SUPREME COURT OF THE STATE OF NEW YORK Appellate Division, Fourth Judicial Department
Oct 2, 2015
132 A.D.3d 1230 (N.Y. App. Div. 2015)

Opinion

692 KA 12-01676.

10-02-2015

The PEOPLE of the State of New York, Respondent, v. Brandon E. HARPER, Defendant–Appellant.

The Abbatoy Law Firm, PLLC, Rochester (David M. Abbatoy, Jr., of Counsel), for Defendant–Appellant. Brandon E. Harper, Defendant–Appellant Pro Se.

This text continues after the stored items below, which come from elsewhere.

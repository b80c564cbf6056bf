#![warn(clippy::all)]
#![warn(missing_docs)]
/*!

Turn [Aseprite](https://www.aseprite.org/) files into game-ready sprite
sheets. This library reads the binary Aseprite format ([file format
specification][spec]) directly, composites every frame the way the editor
does, and lays the frames out in an atlas texture together with sprite
rectangles, animation clips and per-layer metadata.

Like most image code, compositing is rather slow without optimizations. We
recommend that you override the optimization settings for this dependency in
dev mode by adding the following to your `Cargo.toml`:

```text
[profile.dev.package.asebake]
opt-level = 2  # or 3
```

[spec]: https://github.com/aseprite/aseprite/blob/master/docs/ase-file-specs.md

# Basic Usage

## Load a file

Use [AsepriteFile::read_file] to load a file from disk, or
[AsepriteFile::from_bytes] for data already in memory.

```no_run
use asebake::AsepriteFile;
# use std::path::Path;
let ase = AsepriteFile::read_file(Path::new("hero.aseprite")).unwrap();

println!("Size: {}x{}", ase.width(), ase.height());
println!("Frames: {}", ase.num_frames());
println!("Layers: {}", ase.num_layers());
```

## Composite frames

[AsepriteFile::frame_pixels] blends all visible layers of one frame into a
[PixelBucket] of normalized float colors. Layers whose name starts with `@`
carry metadata and are never drawn.

```no_run
# use asebake::AsepriteFile;
# use std::path::Path;
# let ase = AsepriteFile::read_file(Path::new("hero.aseprite")).unwrap();
let frame = ase.frame_pixels(0);
frame.to_image().save("frame0.png").unwrap();
```

## Build an atlas

```no_run
# use asebake::AsepriteFile;
# use std::path::Path;
use asebake::atlas::{Atlas, AtlasOptions};
# let ase = AsepriteFile::read_file(Path::new("hero.aseprite")).unwrap();
let atlas = Atlas::build(&ase, "hero", &AtlasOptions::default());
for sprite in &atlas.sprites {
    println!("{} at {:?}", sprite.name, sprite.rect);
}
for clip in &atlas.animations {
    println!("{}: {} frames, loops: {}", clip.name, clip.frames.len(), clip.looping);
}
```

With the `import` feature (on by default) [import::import_file] and
[import::import_all] write PNG atlases and JSON descriptors for whole
directories of sprites.

# Logging

Diagnostics go through the [log](https://docs.rs/log) facade. Skipped chunk
types are reported at `debug` level, dropped malformed chunks and broken
linked cels at `warn` level.

*/

pub mod atlas;
pub mod blend;
pub(crate) mod bucket;
pub(crate) mod cel;
pub(crate) mod chunk;
pub(crate) mod color;
pub(crate) mod error;
pub(crate) mod file;
pub(crate) mod frame;
pub(crate) mod header;
#[cfg(feature = "import")]
pub mod import;
pub(crate) mod layer;
pub(crate) mod metadata;
pub(crate) mod palette;
pub(crate) mod pixel;
pub(crate) mod reader;
pub(crate) mod slice;
pub(crate) mod tags;
#[cfg(test)]
mod tests;

/// A specialized `Result` type for Aseprite parsing functions.
pub type Result<T> = std::result::Result<T, AsepriteParseError>;

pub use bucket::PixelBucket;
pub use cel::{CelChunk, CelContent, CelExtraChunk, CelType, ImageContent};
pub use chunk::{Chunk, ChunkKind, ChunkType};
pub use color::Color;
pub use error::AsepriteParseError;
pub use file::AsepriteFile;
pub use frame::Frame;
pub use header::{ColorDepth, Header};
pub use layer::{
    effective_visibility, parent_index, BlendMode, LayerChunk, LayerFlags, LayerType,
};
pub use metadata::{parse_layer_name, Metadata, MetadataKind};
pub use palette::{ColorPalette, ColorPaletteEntry};
pub use pixel::Pixels;
pub use slice::{NinePatch, Slice, SliceFlags, SliceKey};
pub use tags::{AnimationDirection, Tag};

Frank A. Sedita, III, District Attorney, Buffalo (David A. Heraty of Counsel), for Respondent.


The Abbatoy Law Firm, PLLC, Rochester (David M. Abbatoy, Jr., of Counsel), for Defendant–Appellant.

Brandon E. Harper, Defendant–Appellant Pro Se.

Frank A. Sedita, III, District Attorney, Buffalo (David A. Heraty of Counsel), for Respondent.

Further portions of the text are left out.